Configuring the Xerces XML Parser With Content Model Defaults

My previous post on JSON schema included a slight dig at XML, which perhaps wasn’t really warranted. True, XML is clunkier and more verbose than JSON, but it has its strong points. The clincher for me in past projects has been the superior expressiveness of XML’s schema format: XSD. XSD has quite a few capabilities that JSON schema lacks, such as referential integrity constraints,   and the ability to specify attribute defaults in one’s content model. This article provides a quick overview of the latter feature via a code sample that illustrates how to configure Apache Xerces.  The configuration we present enables you to read in XML content such that it is auto-populated with the proper default values for attributes, even if the original source XML does not contain any definition at all for those attributes.

Why is this useful? Well, suppose you have developed a content model that allows your users to configure some run time data. For example, say you have a game with actors that can be animals or people. You define an XSD (schema) which allows game configurers to define a cast of characters for the game using XML, like this:

 <animal name="Rover"/>
 <person name="Bob"/>
 <animal name="Fluffy"/>

Each character type has an associated class which defines the behavior of the character in the game. You provide defaults for each character, but you also allow your game configurers to define and reference their own classes. In typical usage, let’s assume that your configurers will want to go with the defaults. In this case you don’t want them  to have to tediously type out the default class name for each character instance. Forcing them to do so would  likely result in typos (and ClassNotFound errors), and would potentially hinder your ability to refactor the names of your default classes when you release new versions of your game.

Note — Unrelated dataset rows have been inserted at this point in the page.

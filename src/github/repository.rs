use std::{
    fmt::{self, Display},
    str::FromStr,
};
use thiserror::Error;

/// Repository coordinate, `owner/name`.
#[derive(Debug, Clone, PartialEq, Eq)]
pub struct Repository {
    owner: String,
    name: String,
}

impl Repository {
    pub fn new(owner: impl Into<String>, name: impl Into<String>) -> Self {
        Repository {
            owner: owner.into(),
            name: name.into(),
        }
    }

    pub fn owner(&self) -> &str {
        &self.owner
    }

    pub fn name(&self) -> &str {
        &self.name
    }
}

impl Display for Repository {
    fn fmt(&self, f: &mut fmt::Formatter<'_>) -> fmt::Result {
        write!(f, "{}/{}", self.owner, self.name)
    }
}

#[derive(Debug, Error)]
#[error("github-repository '{0}' is in the wrong format, expected owner/name")]
pub struct InvalidRepository(pub String);

impl FromStr for Repository {
    type Err = InvalidRepository;

    fn from_str(value: &str) -> Result<Self, Self::Err> {
        match value.trim().split('/').collect::<Vec<_>>().as_slice() {
            [owner, name] if !owner.is_empty() && !name.is_empty() => {
                Ok(Repository::new(*owner, *name))
            }
            _ => Err(InvalidRepository(value.to_owned())),
        }
    }
}
pub mod release_builder;

pub use release_builder::ReleaseBuilder;
use super::{PublishError, Stage};
use crate::github::{release::Release, repository::Repository, tag::Tag, ReleaseApi};

/// Finds the release currently attached to `tag`. Drafts are not visible to the
/// by-tag lookup, so a not-found falls back to scanning the release list. Only a
/// definitive not-found yields `None`; any other lookup failure aborts the run.
pub async fn resolve<A: ReleaseApi>(
    api: &A,
    repo: &Repository,
    tag: &Tag,
) -> Result<Option<Release>, PublishError> {
    log::info!("looking up release for tag {} in {}", tag, repo);

    let release = match api
        .get_release_by_tag(repo, tag)
        .await
        .map_err(|cause| Stage::LookupRelease.error(cause))?
    {
        Some(release) => Some(release),
        None => find_draft(api, repo, tag).await?,
    };

    match &release {
        Some(release) => log::info!(
            "found release {} (id {}) with {} asset(s)",
            release.name,
            release.id,
            release.assets.len()
        ),
        None => log::info!("no release for tag {}", tag),
    }

    Ok(release)
}

async fn find_draft<A: ReleaseApi>(
    api: &A,
    repo: &Repository,
    tag: &Tag,
) -> Result<Option<Release>, PublishError> {
    log::debug!("no published release for {}, looking for a draft", tag);

    let releases = api
        .list_releases(repo)
        .await
        .map_err(|cause| Stage::LookupRelease.error(cause))?;

    Ok(releases.into_iter().find(|release| release.tag == *tag))
}
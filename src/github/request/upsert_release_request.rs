use serde::{Deserialize, Serialize};

/// Body shared by the create and edit release calls.
#[derive(Debug, Clone, PartialEq, Eq, Serialize, Deserialize)]
pub struct UpsertReleaseRequest {
    pub tag_name: String,
    pub target_commitish: String,
    pub name: String,
    #[serde(skip_serializing_if = "Option::is_none")]
    pub body: Option<String>,
    pub draft: bool,
    pub prerelease: bool,
}
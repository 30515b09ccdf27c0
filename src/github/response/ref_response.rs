use serde::Deserialize;

#[derive(Debug, Deserialize)]
pub struct RefResponse {
    pub r#ref: String,
    pub object: Object,
}

#[derive(Debug, Deserialize)]
pub struct Object {
    pub sha: String,
}
use crate::{
    assets,
    cli::Args,
    github::{
        repository::{InvalidRepository, Repository},
        tag::Tag,
        DEFAULT_API_URL,
    },
    publish::ReleaseRequest,
};
use serde::{Deserialize, Serialize};
use std::{
    io,
    path::{Path, PathBuf},
};
use thiserror::Error;

const MAIN_BRANCH_NAME: &str = "main";

const DEFAULT_CONFIG_FILE_NAME: &str = "github-release.yaml";

/// Optional YAML file, consulted for anything neither a flag nor the
/// environment provided. The access token is never read from it.
#[derive(Debug, Default, Serialize, Deserialize)]
#[serde(default, deny_unknown_fields)]
pub struct FileConfig {
    pub repository: Option<String>,
    pub tag: Option<String>,
    pub commit: Option<String>,
    pub default_branch: Option<String>,
    pub prerelease: Option<bool>,
    pub draft: Option<bool>,
    pub update: Option<bool>,
    pub body: Option<String>,
    pub api_url: Option<String>,
}

impl FileConfig {
    /// Loads `path`, or `github-release.yaml` when no path is given. Only an
    /// explicitly given file has to exist.
    pub async fn load(path: Option<&Path>) -> Result<FileConfig, ConfigError> {
        let (path, explicit) = match path {
            Some(path) => (path.to_path_buf(), true),
            None => (PathBuf::from(DEFAULT_CONFIG_FILE_NAME), false),
        };

        let config_string = match tokio::fs::read_to_string(&path).await {
            Ok(config_string) => config_string,
            Err(err) if err.kind() == io::ErrorKind::NotFound && !explicit => {
                return Ok(FileConfig::default())
            }
            Err(cause) => return Err(ConfigError::ReadFile { path, cause }),
        };

        log::debug!("loading config file {}", path.display());

        serde_yaml::from_str::<FileConfig>(&config_string)
            .map_err(|cause| ConfigError::ParseFile { path, cause })
    }
}

pub struct Config {
    pub token: String,
    pub api_url: String,
    pub request: ReleaseRequest,
}

impl Config {
    pub async fn load(args: Args) -> Result<Config, ConfigError> {
        let file = FileConfig::load(args.config.as_deref()).await?;

        Config::resolve(args, file)
    }

    /// Merges command line (flags and environment) over the config file and
    /// validates the result. No remote call is made here.
    pub fn resolve(args: Args, file: FileConfig) -> Result<Config, ConfigError> {
        let token = value(args.github_access_token, None)
            .ok_or(ConfigError::Missing("github-access-token"))?;

        let repository: Repository = value(args.github_repository, file.repository)
            .ok_or(ConfigError::Missing("github-repository"))?
            .parse()?;

        let name = args.name.trim().to_owned();
        if name.is_empty() {
            return Err(ConfigError::Missing("release name"));
        }

        let tag = value(args.tag, file.tag).unwrap_or_else(|| name.to_owned());

        let default_branch = value(args.default_branch, file.default_branch)
            .unwrap_or_else(|| MAIN_BRANCH_NAME.to_owned());
        let commitish = value(args.commit, file.commit).unwrap_or(default_branch);

        let api_url = value(args.github_api_url, file.api_url)
            .unwrap_or_else(|| DEFAULT_API_URL.to_owned());

        let assets = assets::collect(&args.assets)?;

        Ok(Config {
            token,
            api_url,
            request: ReleaseRequest {
                repository,
                name,
                tag: Tag::new(tag),
                commitish,
                prerelease: flag(args.prerelease, file.prerelease),
                draft: flag(args.draft, file.draft),
                update: flag(args.update, file.update),
                body: value(args.body, file.body),
                assets,
            },
        })
    }
}

/// First non-empty value, command line over file.
fn value(arg: Option<String>, file: Option<String>) -> Option<String> {
    arg.into_iter()
        .chain(file)
        .map(|value| value.trim().to_owned())
        .find(|value| !value.is_empty())
}

/// Command line over file, unset meaning false.
fn flag(arg: Option<bool>, file: Option<bool>) -> bool {
    arg.or(file).unwrap_or(false)
}

#[derive(Debug, Error)]
pub enum ConfigError {
    #[error("missing {0}")]
    Missing(&'static str),
    #[error(transparent)]
    InvalidRepository(#[from] InvalidRepository),
    #[error("cannot read config file {}", path.display())]
    ReadFile {
        path: PathBuf,
        #[source]
        cause: io::Error,
    },
    #[error("cannot parse config file {}", path.display())]
    ParseFile {
        path: PathBuf,
        #[source]
        cause: serde_yaml::Error,
    },
    #[error("invalid asset pattern {pattern}")]
    InvalidPattern {
        pattern: String,
        #[source]
        cause: glob::PatternError,
    },
    #[error("assets {} and {} would both be uploaded as {name}", first.display(), second.display())]
    DuplicateAsset {
        name: String,
        first: PathBuf,
        second: PathBuf,
    },
}
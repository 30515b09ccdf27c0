use std::fmt::{self, Display};

const TAG_REF_PREFIX: &str = "refs/tags/";

#[derive(Debug, Clone, PartialEq, Eq)]
pub struct Tag {
    name: String,
}

impl Tag {
    pub fn new(name: impl Into<String>) -> Self {
        Tag { name: name.into() }
    }

    pub fn name(&self) -> &str {
        &self.name
    }

    /// Fully qualified ref, e.g. `refs/tags/v1.0.0`
    pub fn ref_name(&self) -> String {
        format!("{}{}", TAG_REF_PREFIX, self.name)
    }
}

impl Display for Tag {
    fn fmt(&self, f: &mut fmt::Formatter<'_>) -> fmt::Result {
        f.write_str(&self.name)
    }
}

/// A tag reference as seen on the remote: the ref name and the commit it points at.
#[derive(Debug, Clone, PartialEq, Eq)]
pub struct TagRef {
    pub name: String,
    pub sha: String,
}

impl TagRef {
    pub fn new(name: impl Into<String>, sha: impl Into<String>) -> Self {
        TagRef {
            name: name.into(),
            sha: sha.into(),
        }
    }
}
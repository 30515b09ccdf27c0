pub mod api;
pub mod asset;
pub mod builder;
pub mod github_client;
pub mod release;
pub mod repository;
pub mod request;
pub mod response;
pub mod tag;

pub use api::ReleaseApi;
pub use github_client::{GithubClient, DEFAULT_API_URL};
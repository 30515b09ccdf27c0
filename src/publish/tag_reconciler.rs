use super::{PublishError, Stage};
use crate::github::{repository::Repository, tag::Tag, ReleaseApi};

/// Points `refs/tags/<tag>` at `commitish` and returns the resolved SHA.
///
/// When a release already owns the tag, the existing ref is deleted and then
/// recreated. The two calls are not atomic: if the create fails the tag is
/// left absent. Without a prior release only the create is issued.
pub async fn reconcile<A: ReleaseApi>(
    api: &A,
    repo: &Repository,
    tag: &Tag,
    commitish: &str,
    release_exists: bool,
) -> Result<String, PublishError> {
    let sha = api
        .resolve_commit(repo, commitish)
        .await
        .map_err(|cause| Stage::ResolveCommit.error(cause))?;

    log::debug!("{} resolves to {}", commitish, sha);

    if release_exists {
        let existing = api
            .get_tag_ref(repo, tag)
            .await
            .map_err(|cause| Stage::LookupTag.error(cause))?;

        match existing {
            Some(existing) => {
                log::warn!(
                    "deleting {} (at {}) to recreate it at {}",
                    existing.name,
                    existing.sha,
                    sha
                );
                api.delete_tag_ref(repo, tag)
                    .await
                    .map_err(|cause| Stage::DeleteTag.error(cause))?;
            }
            None => log::info!("{} does not exist, nothing to delete", tag.ref_name()),
        }
    }

    log::info!("creating {} at {}", tag.ref_name(), sha);
    api.create_tag_ref(repo, tag, &sha)
        .await
        .map_err(|cause| Stage::CreateTag.error(cause))?;

    Ok(sha)
}
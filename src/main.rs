mod assets;
mod checksum;
mod cli;
mod config;
mod github;
mod http;
mod logger;
mod publish;

use anyhow::{Context, Result};
use clap::Parser;
use cli::Args;
use config::Config;
use github::GithubClient;
use publish::Publisher;
use std::process;

const COMMAND_LINE_NAME: &str = "github-release";

#[tokio::main]
async fn main() {
    let args = Args::parse();

    if let Err(err) = run(args).await {
        eprintln!("{}: {:#}", COMMAND_LINE_NAME, err);
        eprintln!("See '{} --help'", COMMAND_LINE_NAME);
        process::exit(1);
    }
}

async fn run(args: Args) -> Result<()> {
    logger::init(args.log_level)?;

    let config = Config::load(args)
        .await
        .context("Invalid configuration")?;
    let request = config.request;

    log::info!(
        "Publishing {} ({} asset(s)) to {}",
        request.name,
        request.assets.len(),
        request.repository
    );

    let client = GithubClient::new(config.token, &config.api_url)?;
    let publication = Publisher::new(&client).publish(&request).await?;

    println!(
        "{} release {}: {}",
        publication.action, publication.release.tag, publication.release.html_url
    );
    for upload in &publication.uploads {
        println!("  {}  sha256:{}  {}", upload.name, upload.checksum, upload.url);
    }

    Ok(())
}
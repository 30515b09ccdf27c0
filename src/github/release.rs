use super::{
    response::{AssetResponse, ReleaseResponse},
    tag::Tag,
};

#[derive(Debug, Clone, PartialEq)]
pub struct Release {
    pub id: u64,
    pub tag: Tag,
    pub name: String,
    pub target_commitish: String,
    pub prerelease: bool,
    pub draft: bool,
    pub html_url: String,
    pub upload_url: String,
    pub assets: Vec<ReleaseAsset>,
}

impl Release {
    /// Upload endpoint with the `{?name,label}` URI template stripped.
    pub fn upload_endpoint(&self) -> &str {
        match self.upload_url.split_once('{') {
            Some((endpoint, _)) => endpoint,
            None => &self.upload_url,
        }
    }

    pub fn asset_names(&self) -> Vec<&str> {
        self.assets.iter().map(|asset| asset.name.as_str()).collect()
    }
}

impl From<ReleaseResponse> for Release {
    fn from(response: ReleaseResponse) -> Self {
        Release {
            id: response.id,
            name: response.name.unwrap_or_else(|| response.tag_name.to_owned()),
            tag: Tag::new(response.tag_name),
            target_commitish: response.target_commitish,
            prerelease: response.prerelease,
            draft: response.draft,
            html_url: response.html_url,
            upload_url: response.upload_url,
            assets: response.assets.into_iter().map(ReleaseAsset::from).collect(),
        }
    }
}

#[derive(Debug, Clone, PartialEq, Eq)]
pub struct ReleaseAsset {
    pub id: u64,
    pub name: String,
    pub url: String,
}

impl ReleaseAsset {
    pub fn new(id: u64, name: impl Into<String>, url: impl Into<String>) -> Self {
        ReleaseAsset {
            id,
            name: name.into(),
            url: url.into(),
        }
    }
}

impl From<AssetResponse> for ReleaseAsset {
    fn from(response: AssetResponse) -> Self {
        ReleaseAsset::new(response.id, response.name, response.browser_download_url)
    }
}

So you develop an XSD similar to the one shown below.

<xs:schema
        xmlns="http://com.lackey/dog" targetNamespace="http://com.lackey/dog"
        attributeFormDefault="unqualified"
        elementFormDefault="qualified"
        xmlns:xs="http://www.w3.org/2001/XMLSchema">

  <xs:element name="animal" type="animalType"  />
  <xs:element name="person" type="personType"  />

  <xs:complexType name="animalType">
    <xs:simpleContent>
      <xs:extension base="xs:string">
        <xs:attribute type="xs:string"
            name="name" use="required"/>
        <xs:attribute type="xs:string"
            name="behaviorClass"
            default="com.lackey.animal.behavior.AnimalBehavior"
            use="optional"/>
      </xs:extension>
    </xs:simpleContent>
  </xs:complexType>

  <xs:complexType name="personType">
    <xs:simpleContent>
      <xs:extension base="xs:string">
        <xs:attribute type="xs:string"
            name="name" use="required"/>
        <xs:attribute type="xs:string"
            name="behaviorClass"
            default="com.lackey.animal.behavior.PersonBehavior"
            use="optional"/>
      </xs:extension>
    </xs:simpleContent>
  </xs:complexType>
</xs:schema>

The key feature to note is the definition  of the ‘behaviorClass’ attribute for each model type (animalType and personType), which looks like this:

<xs:attribute type="xs:string"
   name="behaviorClass"
   default="com.lackey.animal.behavior.AnimalBehavior"
   use="optional"/>

Users may elect to leave out the ‘behaviorClass’ attribute from their character definitions, but if you use a validating XML parser, such as Xerces, and configure it as shown in the remainder of this article, when you read and process the XML you will see that the parser fills in the behaviorClass attribute with the correct default.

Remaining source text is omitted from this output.